▶ _Your instructions_:
When a line below contains the word "Point", copy that line.

(Given data begins)

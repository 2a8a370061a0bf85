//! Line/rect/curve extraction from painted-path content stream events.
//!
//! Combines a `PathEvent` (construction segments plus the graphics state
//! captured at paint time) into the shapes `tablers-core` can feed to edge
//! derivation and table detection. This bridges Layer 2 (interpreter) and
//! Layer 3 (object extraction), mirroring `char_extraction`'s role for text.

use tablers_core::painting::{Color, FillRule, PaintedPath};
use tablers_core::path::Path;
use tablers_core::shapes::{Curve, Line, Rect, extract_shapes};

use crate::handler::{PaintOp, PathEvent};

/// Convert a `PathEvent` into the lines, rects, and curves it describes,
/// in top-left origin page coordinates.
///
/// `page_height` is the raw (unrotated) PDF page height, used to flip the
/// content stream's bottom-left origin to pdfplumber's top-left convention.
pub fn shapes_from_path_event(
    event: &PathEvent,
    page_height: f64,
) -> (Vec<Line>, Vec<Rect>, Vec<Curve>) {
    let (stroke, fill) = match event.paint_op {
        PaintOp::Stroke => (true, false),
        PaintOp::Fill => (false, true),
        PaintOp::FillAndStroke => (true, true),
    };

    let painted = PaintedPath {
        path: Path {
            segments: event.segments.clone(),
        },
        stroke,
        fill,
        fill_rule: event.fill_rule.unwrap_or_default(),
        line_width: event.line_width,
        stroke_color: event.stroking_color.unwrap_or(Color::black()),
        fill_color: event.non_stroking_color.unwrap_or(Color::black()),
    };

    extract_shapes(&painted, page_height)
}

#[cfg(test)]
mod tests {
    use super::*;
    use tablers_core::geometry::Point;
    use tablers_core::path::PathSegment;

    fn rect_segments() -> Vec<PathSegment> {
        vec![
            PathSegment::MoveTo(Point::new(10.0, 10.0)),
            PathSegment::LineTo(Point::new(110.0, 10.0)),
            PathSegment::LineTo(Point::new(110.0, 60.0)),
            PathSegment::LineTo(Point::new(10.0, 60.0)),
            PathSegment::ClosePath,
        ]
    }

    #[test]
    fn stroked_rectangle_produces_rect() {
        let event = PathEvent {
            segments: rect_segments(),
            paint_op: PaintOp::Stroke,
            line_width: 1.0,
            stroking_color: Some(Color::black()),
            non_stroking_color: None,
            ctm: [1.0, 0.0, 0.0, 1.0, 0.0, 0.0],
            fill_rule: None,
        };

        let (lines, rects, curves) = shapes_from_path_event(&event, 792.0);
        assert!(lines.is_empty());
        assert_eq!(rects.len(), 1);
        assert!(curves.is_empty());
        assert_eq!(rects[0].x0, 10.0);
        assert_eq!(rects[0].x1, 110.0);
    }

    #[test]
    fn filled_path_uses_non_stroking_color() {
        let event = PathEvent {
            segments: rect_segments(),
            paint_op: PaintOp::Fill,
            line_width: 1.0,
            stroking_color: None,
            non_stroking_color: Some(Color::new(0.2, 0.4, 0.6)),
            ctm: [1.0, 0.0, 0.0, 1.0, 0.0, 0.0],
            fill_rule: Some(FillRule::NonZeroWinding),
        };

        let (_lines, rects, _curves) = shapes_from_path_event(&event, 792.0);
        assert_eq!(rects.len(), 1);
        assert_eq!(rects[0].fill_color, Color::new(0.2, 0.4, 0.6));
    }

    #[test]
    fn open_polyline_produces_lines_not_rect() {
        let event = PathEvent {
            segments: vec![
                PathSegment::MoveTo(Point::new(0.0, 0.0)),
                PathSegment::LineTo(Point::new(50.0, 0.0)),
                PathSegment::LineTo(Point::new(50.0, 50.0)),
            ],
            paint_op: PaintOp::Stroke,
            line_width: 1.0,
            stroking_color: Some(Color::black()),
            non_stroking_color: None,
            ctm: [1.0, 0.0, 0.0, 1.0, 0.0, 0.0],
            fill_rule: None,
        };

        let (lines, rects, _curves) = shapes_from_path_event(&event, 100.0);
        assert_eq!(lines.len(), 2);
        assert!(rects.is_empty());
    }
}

(Given data ends)

▶ _Expected answer_:
    use tablers_core::geometry::Point;
            PathSegment::MoveTo(Point::new(10.0, 10.0)),
            PathSegment::LineTo(Point::new(110.0, 10.0)),
            PathSegment::LineTo(Point::new(110.0, 60.0)),
            PathSegment::LineTo(Point::new(10.0, 60.0)),
                PathSegment::MoveTo(Point::new(0.0, 0.0)),
                PathSegment::LineTo(Point::new(50.0, 0.0)),
                PathSegment::LineTo(Point::new(50.0, 50.0)),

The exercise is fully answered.